ASSIGNMENT »
The answer must consist of every line from the entries below that contains the word "ReadinessStore".

(DATA RECORDS Opens)

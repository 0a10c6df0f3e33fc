//! Durable study documents: the answer log and the readiness store.
//!
//! Both are whole JSON documents. They are read once into memory, mutated,
//! and written back in full; writes go through a temporary file and a rename
//! so a reader never observes a half-written document.

use std::io::Write;
use std::path::{Path, PathBuf};

use indexmap::IndexMap;
use serde::de::DeserializeOwned;
use serde::{Deserialize, Serialize};
use tempfile::NamedTempFile;

use crate::error::StoreError;
use crate::model::AnswerRecord;
use crate::scoring::round2;

pub const DEFAULT_USER_ID: &str = "student_001";

/// Ordered log of every graded submission.
#[derive(Debug, Clone, PartialEq, Serialize, Deserialize)]
pub struct AnswerLog {
    #[serde(default = "default_user_id")]
    pub user_id: String,
    #[serde(default)]
    pub answers: Vec<AnswerRecord>,
}

impl AnswerLog {
    pub fn new(user_id: impl Into<String>) -> Self {
        Self {
            user_id: user_id.into(),
            answers: Vec::new(),
        }
    }

    /// Append a record. Records are never edited or removed.
    pub fn append(&mut self, record: AnswerRecord) {
        self.answers.push(record);
    }

    pub fn for_week(&self, week: u32) -> impl Iterator<Item = &AnswerRecord> {
        self.answers.iter().filter(move |r| r.week == week)
    }

    pub fn load(path: &Path, user_id: &str) -> Result<Self, StoreError> {
        load_or(path, || AnswerLog::new(user_id))
    }

    pub fn save(&self, path: &Path) -> Result<(), StoreError> {
        write_json_atomic(path, self)
    }
}

/// Per-week scores plus the simple-mean `overall` readiness.
///
/// Each week is either unscored (absent) or scored; recording a score
/// overwrites whatever was stored for that week.
#[derive(Debug, Clone, PartialEq, Serialize, Deserialize)]
pub struct ReadinessStore {
    #[serde(default = "default_user_id")]
    pub user_id: String,
    #[serde(default)]
    pub week_scores: IndexMap<String, f64>,
    /// Mean of all scored weeks. Distinct from the analytics `exam_readiness`.
    #[serde(default)]
    pub overall: Option<f64>,
}

impl ReadinessStore {
    pub fn new(user_id: impl Into<String>) -> Self {
        Self {
            user_id: user_id.into(),
            week_scores: IndexMap::new(),
            overall: None,
        }
    }

    /// Transition `week` to `scored(score)` and recompute `overall`.
    pub fn record(&mut self, week: u32, score: f64) {
        self.week_scores.insert(week.to_string(), score);
        self.overall = Some(mean(&self.week_scores));
    }

    /// Apply the result of a week score query. `None` leaves the store alone.
    pub fn apply(&mut self, week: u32, score: Option<f64>) -> bool {
        match score {
            Some(s) => {
                self.record(week, s);
                true
            }
            None => false,
        }
    }

    pub fn score(&self, week: u32) -> Option<f64> {
        self.week_scores.get(&week.to_string()).copied()
    }

    pub fn load(path: &Path, user_id: &str) -> Result<Self, StoreError> {
        load_or(path, || ReadinessStore::new(user_id))
    }

    pub fn save(&self, path: &Path) -> Result<(), StoreError> {
        write_json_atomic(path, self)
    }
}

fn mean(scores: &IndexMap<String, f64>) -> f64 {
    if scores.is_empty() {
        return 0.0;
    }
    round2(scores.values().sum::<f64>() / scores.len() as f64)
}

fn default_user_id() -> String {
    DEFAULT_USER_ID.to_string()
}

/// Load a JSON document, or build the default when the file does not exist.
pub(crate) fn load_or<T, F>(path: &Path, default: F) -> Result<T, StoreError>
where
    T: DeserializeOwned,
    F: FnOnce() -> T,
{
    if !path.exists() {
        tracing::debug!("{} not found, starting empty", path.display());
        return Ok(default());
    }
    let content = std::fs::read_to_string(path).map_err(|source| StoreError::Read {
        path: path.to_path_buf(),
        source,
    })?;
    serde_json::from_str(&content).map_err(|source| StoreError::Malformed {
        path: path.to_path_buf(),
        source,
    })
}

/// Serialize `value` into a temporary file next to `path`, ready to be
/// renamed into place.
pub(crate) fn stage_json<T: Serialize>(path: &Path, value: &T) -> Result<NamedTempFile, StoreError> {
    let json = serde_json::to_string_pretty(value)?;
    stage_bytes(path, json.as_bytes())
}

fn stage_bytes(path: &Path, bytes: &[u8]) -> Result<NamedTempFile, StoreError> {
    let dir = match path.parent() {
        Some(p) if !p.as_os_str().is_empty() => p,
        _ => Path::new("."),
    };
    let write_err = |source| StoreError::Write {
        path: path.to_path_buf(),
        source,
    };
    std::fs::create_dir_all(dir).map_err(write_err)?;
    let mut tmp = NamedTempFile::new_in(dir).map_err(write_err)?;
    tmp.write_all(bytes).map_err(write_err)?;
    tmp.flush().map_err(write_err)?;
    Ok(tmp)
}

/// Move a staged file into place.
pub(crate) fn commit_staged(tmp: NamedTempFile, path: &Path) -> Result<(), StoreError> {
    tmp.persist(path).map_err(|e| StoreError::Write {
        path: path.to_path_buf(),
        source: e.error,
    })?;
    Ok(())
}

/// A document's on-disk contents before it is replaced.
pub(crate) struct Backup {
    path: PathBuf,
    previous: Option<Vec<u8>>,
}

impl Backup {
    pub(crate) fn take(path: &Path) -> Result<Self, StoreError> {
        let previous = match std::fs::read(path) {
            Ok(bytes) => Some(bytes),
            Err(e) if e.kind() == std::io::ErrorKind::NotFound => None,
            Err(source) => {
                return Err(StoreError::Read {
                    path: path.to_path_buf(),
                    source,
                })
            }
        };
        Ok(Self {
            path: path.to_path_buf(),
            previous,
        })
    }

    /// Put the previous contents back, or remove the file if there were none.
    pub(crate) fn restore(self) -> Result<(), StoreError> {
        match &self.previous {
            Some(bytes) => {
                let staged = stage_bytes(&self.path, bytes)?;
                commit_staged(staged, &self.path)
            }
            None => std::fs::remove_file(&self.path).map_err(|source| StoreError::Write {
                path: self.path.clone(),
                source,
            }),
        }
    }
}

/// Write a JSON document atomically.
pub fn write_json_atomic<T: Serialize>(path: &Path, value: &T) -> Result<(), StoreError> {
    let staged = stage_json(path, value)?;
    commit_staged(staged, path)
}
//! Study progress: completed weeks, watched videos, read books.

use std::path::Path;

use chrono::NaiveDateTime;
use indexmap::IndexMap;
use serde::{Deserialize, Serialize};

use crate::error::StoreError;
use crate::model::{timestamp, PlanWeek, StudyPlan};
use crate::store::{load_or, write_json_atomic, DEFAULT_USER_ID};

#[derive(Debug, Clone, PartialEq, Serialize, Deserialize)]
pub struct ProgressTracker {
    #[serde(default = "default_user_id")]
    pub user_id: String,
    #[serde(default)]
    pub completed_weeks: Vec<u32>,
    #[serde(default)]
    pub completed_videos: IndexMap<String, Vec<String>>,
    #[serde(default)]
    pub completed_books: IndexMap<String, Vec<String>>,
    #[serde(default, with = "timestamp::option")]
    pub last_updated: Option<NaiveDateTime>,
}

/// Course-wide totals for a study plan.
#[derive(Debug, Clone, Copy, PartialEq, Eq)]
pub struct ProgressSummary {
    pub weeks_completed: usize,
    pub total_weeks: usize,
    pub videos_watched: usize,
    pub books_read: usize,
    /// Completed items over all items in the plan, as a whole percentage.
    pub completion: u32,
}

fn default_user_id() -> String {
    DEFAULT_USER_ID.to_string()
}

fn insert_unique(map: &mut IndexMap<String, Vec<String>>, week: u32, item: &str) -> bool {
    let items = map.entry(week.to_string()).or_default();
    if items.iter().any(|i| i == item) {
        return false;
    }
    items.push(item.to_string());
    true
}

impl ProgressTracker {
    pub fn new(user_id: impl Into<String>) -> Self {
        Self {
            user_id: user_id.into(),
            completed_weeks: Vec::new(),
            completed_videos: IndexMap::new(),
            completed_books: IndexMap::new(),
            last_updated: None,
        }
    }

    /// Returns `false` if the week was already complete.
    pub fn mark_week_complete(&mut self, week: u32) -> bool {
        if self.completed_weeks.contains(&week) {
            return false;
        }
        self.completed_weeks.push(week);
        true
    }

    pub fn mark_video_watched(&mut self, week: u32, video: &str) -> bool {
        insert_unique(&mut self.completed_videos, week, video)
    }

    pub fn mark_book_read(&mut self, week: u32, book: &str) -> bool {
        insert_unique(&mut self.completed_books, week, book)
    }

    /// Completion percentage for a plan week: each video, each book, and the
    /// week itself count as one item.
    pub fn week_progress(&self, week: &PlanWeek) -> u32 {
        let (done, total) = self.week_items(week);
        (done * 100 / total) as u32
    }

    fn week_items(&self, week: &PlanWeek) -> (usize, usize) {
        let key = week.week.to_string();
        let videos_done = self.completed_videos.get(&key).map_or(0, Vec::len);
        let books_done = self.completed_books.get(&key).map_or(0, Vec::len);
        let week_done = usize::from(self.completed_weeks.contains(&week.week));

        let total = week.youtube_links.len() + week.recommended_books.len() + 1;
        ((videos_done + books_done + week_done).min(total), total)
    }

    /// Totals across the whole plan. Only weeks that appear in the plan count.
    pub fn summary(&self, plan: &StudyPlan) -> ProgressSummary {
        let mut summary = ProgressSummary {
            weeks_completed: 0,
            total_weeks: plan.weeks.len(),
            videos_watched: 0,
            books_read: 0,
            completion: 0,
        };
        let (mut done, mut total) = (0, 0);
        for week in &plan.weeks {
            let key = week.week.to_string();
            summary.weeks_completed += usize::from(self.completed_weeks.contains(&week.week));
            summary.videos_watched += self.completed_videos.get(&key).map_or(0, Vec::len);
            summary.books_read += self.completed_books.get(&key).map_or(0, Vec::len);

            let (week_done, week_total) = self.week_items(week);
            done += week_done;
            total += week_total;
        }
        if total > 0 {
            summary.completion = (done * 100 / total) as u32;
        }
        summary
    }

    pub fn load(path: &Path, user_id: &str) -> Result<Self, StoreError> {
        load_or(path, || ProgressTracker::new(user_id))
    }

    /// Save, stamping `last_updated`.
    pub fn save(&mut self, path: &Path) -> Result<(), StoreError> {
        self.last_updated = Some(timestamp::now());
        write_json_atomic(path, self)
    }
}

#[cfg(test)]
mod tests {
    use super::*;

    fn plan_week(videos: usize, books: usize) -> PlanWeek {
        PlanWeek {
            week: 1,
            topic: "Sets".into(),
            study_plan: String::new(),
            recommended_books: (0..books).map(|i| format!("book{i}")).collect(),
            youtube_links: (0..videos).map(|i| format!("video{i}")).collect(),
            articles: vec![],
            calendar: None,
        }
    }

    #[test]
    fn marks_are_idempotent() {
        let mut p = ProgressTracker::new("s1");
        assert!(p.mark_week_complete(1));
        assert!(!p.mark_week_complete(1));
        assert!(p.mark_video_watched(1, "video0"));
        assert!(!p.mark_video_watched(1, "video0"));
        assert!(p.mark_book_read(1, "book0"));
        assert!(!p.mark_book_read(1, "book0"));
        assert_eq!(p.completed_weeks, vec![1]);
    }

    #[test]
    fn week_progress_counts_items() {
        let week = plan_week(3, 2);
        let mut p = ProgressTracker::new("s1");
        assert_eq!(p.week_progress(&week), 0);

        p.mark_video_watched(1, "video0");
        p.mark_book_read(1, "book1");
        // 2 of 6
        assert_eq!(p.week_progress(&week), 33);

        p.mark_week_complete(1);
        assert_eq!(p.week_progress(&week), 50);
    }

    #[test]
    fn empty_week_is_binary() {
        let week = plan_week(0, 0);
        let mut p = ProgressTracker::new("s1");
        assert_eq!(p.week_progress(&week), 0);
        p.mark_week_complete(1);
        assert_eq!(p.week_progress(&week), 100);
    }

    #[test]
    fn summary_totals_plan_weeks() {
        let mut second = plan_week(1, 1);
        second.week = 2;
        let plan = StudyPlan {
            course_name: "C".into(),
            course_code: None,
            weeks: vec![plan_week(2, 1), second],
        };

        let mut p = ProgressTracker::new("s1");
        assert_eq!(
            p.summary(&plan),
            ProgressSummary {
                weeks_completed: 0,
                total_weeks: 2,
                videos_watched: 0,
                books_read: 0,
                completion: 0,
            }
        );

        p.mark_week_complete(1);
        p.mark_video_watched(1, "video0");
        p.mark_video_watched(2, "video0");
        p.mark_book_read(2, "book0");
        // Not in the plan.
        p.mark_week_complete(9);
        p.mark_book_read(9, "book0");

        let summary = p.summary(&plan);
        assert_eq!(summary.weeks_completed, 1);
        assert_eq!(summary.total_weeks, 2);
        assert_eq!(summary.videos_watched, 2);
        assert_eq!(summary.books_read, 1);
        // 4 of 7 items
        assert_eq!(summary.completion, 57);
    }

    #[test]
    fn summary_of_empty_plan() {
        let plan = StudyPlan {
            course_name: "C".into(),
            course_code: None,
            weeks: vec![],
        };
        let summary = ProgressTracker::new("s1").summary(&plan);
        assert_eq!(summary.total_weeks, 0);
        assert_eq!(summary.completion, 0);
    }

    #[test]
    fn save_stamps_last_updated() {
        let dir = tempfile::tempdir().unwrap();
        let path = dir.path().join("progress_tracker.json");
        let mut p = ProgressTracker::load(&path, "s1").unwrap();
        assert!(p.last_updated.is_none());
        p.mark_week_complete(2);
        p.save(&path).unwrap();

        let loaded = ProgressTracker::load(&path, "other").unwrap();
        assert_eq!(loaded.user_id, "s1");
        assert_eq!(loaded.completed_weeks, vec![2]);
        assert!(loaded.last_updated.is_some());
    }
}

(DATA RECORDS Closes)

ANSWER SECTION »
pub struct ReadinessStore {
impl ReadinessStore {
        load_or(path, || ReadinessStore::new(user_id))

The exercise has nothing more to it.